### MATERIAL PROVIDED
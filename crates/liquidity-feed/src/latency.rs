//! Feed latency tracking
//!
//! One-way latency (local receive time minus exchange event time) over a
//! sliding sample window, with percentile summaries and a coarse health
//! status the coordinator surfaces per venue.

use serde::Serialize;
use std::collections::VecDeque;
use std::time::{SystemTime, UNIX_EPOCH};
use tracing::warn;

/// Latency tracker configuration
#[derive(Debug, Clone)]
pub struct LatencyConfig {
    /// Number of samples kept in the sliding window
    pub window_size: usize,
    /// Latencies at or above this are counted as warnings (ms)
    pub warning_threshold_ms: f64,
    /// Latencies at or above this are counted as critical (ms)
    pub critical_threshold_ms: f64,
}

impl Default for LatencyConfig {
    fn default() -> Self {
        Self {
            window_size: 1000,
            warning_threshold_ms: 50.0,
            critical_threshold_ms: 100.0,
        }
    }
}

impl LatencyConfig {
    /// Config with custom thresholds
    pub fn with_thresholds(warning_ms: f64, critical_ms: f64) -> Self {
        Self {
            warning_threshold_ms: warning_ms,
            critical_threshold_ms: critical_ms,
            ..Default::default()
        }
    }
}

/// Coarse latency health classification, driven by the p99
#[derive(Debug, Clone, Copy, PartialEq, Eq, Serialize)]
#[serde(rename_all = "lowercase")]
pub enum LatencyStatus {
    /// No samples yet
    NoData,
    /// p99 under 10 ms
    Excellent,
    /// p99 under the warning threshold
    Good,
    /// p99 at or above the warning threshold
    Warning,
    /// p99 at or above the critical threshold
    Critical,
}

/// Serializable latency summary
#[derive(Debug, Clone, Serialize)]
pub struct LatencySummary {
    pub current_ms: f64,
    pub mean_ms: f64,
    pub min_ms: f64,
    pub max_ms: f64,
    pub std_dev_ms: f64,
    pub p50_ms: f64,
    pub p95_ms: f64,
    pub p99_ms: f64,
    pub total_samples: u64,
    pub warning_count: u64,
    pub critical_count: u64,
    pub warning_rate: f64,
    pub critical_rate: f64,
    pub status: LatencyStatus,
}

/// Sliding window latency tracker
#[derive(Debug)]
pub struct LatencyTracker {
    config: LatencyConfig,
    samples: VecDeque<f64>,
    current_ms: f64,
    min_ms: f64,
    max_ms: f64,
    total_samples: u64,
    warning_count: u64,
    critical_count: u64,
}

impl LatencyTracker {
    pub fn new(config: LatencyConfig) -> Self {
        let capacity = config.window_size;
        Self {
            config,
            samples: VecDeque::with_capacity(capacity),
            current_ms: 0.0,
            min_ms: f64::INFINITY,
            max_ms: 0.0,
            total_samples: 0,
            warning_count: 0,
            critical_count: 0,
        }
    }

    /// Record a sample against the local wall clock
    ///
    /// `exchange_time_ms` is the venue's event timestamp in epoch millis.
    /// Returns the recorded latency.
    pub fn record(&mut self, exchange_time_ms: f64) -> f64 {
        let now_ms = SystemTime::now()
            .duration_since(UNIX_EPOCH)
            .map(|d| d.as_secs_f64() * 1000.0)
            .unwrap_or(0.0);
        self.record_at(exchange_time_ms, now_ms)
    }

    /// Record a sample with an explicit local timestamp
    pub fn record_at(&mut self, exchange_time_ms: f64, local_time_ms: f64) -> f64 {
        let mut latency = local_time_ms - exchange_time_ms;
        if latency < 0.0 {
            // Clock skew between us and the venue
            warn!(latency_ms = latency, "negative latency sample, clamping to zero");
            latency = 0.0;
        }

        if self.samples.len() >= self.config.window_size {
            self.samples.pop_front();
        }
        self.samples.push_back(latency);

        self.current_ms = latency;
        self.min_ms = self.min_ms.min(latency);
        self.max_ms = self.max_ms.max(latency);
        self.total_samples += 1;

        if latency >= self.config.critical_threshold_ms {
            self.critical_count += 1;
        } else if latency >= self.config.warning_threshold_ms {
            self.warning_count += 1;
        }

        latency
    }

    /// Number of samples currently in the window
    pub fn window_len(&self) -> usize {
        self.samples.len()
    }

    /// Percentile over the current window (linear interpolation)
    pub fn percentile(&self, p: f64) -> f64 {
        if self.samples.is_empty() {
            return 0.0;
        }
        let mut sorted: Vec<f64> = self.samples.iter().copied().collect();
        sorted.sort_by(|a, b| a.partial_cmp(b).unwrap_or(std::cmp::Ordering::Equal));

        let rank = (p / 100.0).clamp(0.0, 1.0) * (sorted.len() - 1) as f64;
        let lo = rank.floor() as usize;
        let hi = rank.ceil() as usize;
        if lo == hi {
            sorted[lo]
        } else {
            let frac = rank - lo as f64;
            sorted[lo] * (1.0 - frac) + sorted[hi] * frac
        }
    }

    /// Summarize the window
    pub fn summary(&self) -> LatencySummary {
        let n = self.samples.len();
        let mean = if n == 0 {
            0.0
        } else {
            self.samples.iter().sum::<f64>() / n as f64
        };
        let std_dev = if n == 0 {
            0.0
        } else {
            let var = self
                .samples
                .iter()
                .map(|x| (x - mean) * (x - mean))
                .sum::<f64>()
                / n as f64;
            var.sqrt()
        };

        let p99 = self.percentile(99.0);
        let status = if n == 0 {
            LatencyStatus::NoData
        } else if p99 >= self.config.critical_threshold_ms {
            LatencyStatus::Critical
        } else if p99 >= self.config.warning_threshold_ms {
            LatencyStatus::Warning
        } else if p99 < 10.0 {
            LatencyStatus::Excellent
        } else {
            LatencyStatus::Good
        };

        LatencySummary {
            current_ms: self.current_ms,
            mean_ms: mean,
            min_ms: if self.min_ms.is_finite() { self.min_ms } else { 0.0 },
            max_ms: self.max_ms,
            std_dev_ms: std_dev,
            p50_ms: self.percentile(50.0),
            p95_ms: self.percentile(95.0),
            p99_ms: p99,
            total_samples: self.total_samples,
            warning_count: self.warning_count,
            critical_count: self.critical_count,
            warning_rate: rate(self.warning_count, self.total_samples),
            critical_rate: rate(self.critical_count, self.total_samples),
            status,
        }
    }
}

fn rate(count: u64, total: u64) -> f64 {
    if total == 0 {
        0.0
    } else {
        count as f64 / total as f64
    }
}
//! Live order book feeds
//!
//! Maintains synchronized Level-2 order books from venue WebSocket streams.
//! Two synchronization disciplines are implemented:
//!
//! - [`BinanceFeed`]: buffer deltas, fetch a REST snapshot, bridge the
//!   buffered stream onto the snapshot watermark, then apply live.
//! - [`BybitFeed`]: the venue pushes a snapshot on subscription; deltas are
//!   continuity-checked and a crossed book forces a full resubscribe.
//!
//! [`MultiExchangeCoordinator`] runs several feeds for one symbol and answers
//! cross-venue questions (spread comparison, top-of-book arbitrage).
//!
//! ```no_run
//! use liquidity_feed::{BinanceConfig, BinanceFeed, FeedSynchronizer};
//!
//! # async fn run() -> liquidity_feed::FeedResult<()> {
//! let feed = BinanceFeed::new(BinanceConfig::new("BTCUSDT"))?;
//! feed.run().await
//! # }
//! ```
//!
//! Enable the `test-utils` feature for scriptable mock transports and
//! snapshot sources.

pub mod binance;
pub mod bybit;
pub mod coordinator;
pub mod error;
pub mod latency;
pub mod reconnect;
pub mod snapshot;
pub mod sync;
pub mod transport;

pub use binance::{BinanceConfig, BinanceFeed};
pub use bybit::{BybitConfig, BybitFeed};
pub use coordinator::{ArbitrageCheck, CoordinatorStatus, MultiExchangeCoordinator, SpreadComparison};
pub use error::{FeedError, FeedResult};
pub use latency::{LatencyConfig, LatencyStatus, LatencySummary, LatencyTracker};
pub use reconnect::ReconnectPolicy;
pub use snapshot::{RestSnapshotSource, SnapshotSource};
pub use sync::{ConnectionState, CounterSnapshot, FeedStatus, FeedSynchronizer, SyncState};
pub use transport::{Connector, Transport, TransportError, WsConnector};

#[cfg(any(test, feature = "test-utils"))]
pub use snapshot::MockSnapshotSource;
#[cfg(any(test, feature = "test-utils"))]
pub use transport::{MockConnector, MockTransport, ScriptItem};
######
**WHAT YOU NEED TO DO:**
Taking the entries above, write out exactly each line from the one holding "time) over a" to the one holding "use tracing::warn;", both included, and stop there.

**RESULT:**
//! One-way latency (local receive time minus exchange event time) over a
//! sliding sample window, with percentile summaries and a coarse health
//! status the coordinator surfaces per venue.

use serde::Serialize;
use std::collections::VecDeque;
use std::time::{SystemTime, UNIX_EPOCH};
use tracing::warn;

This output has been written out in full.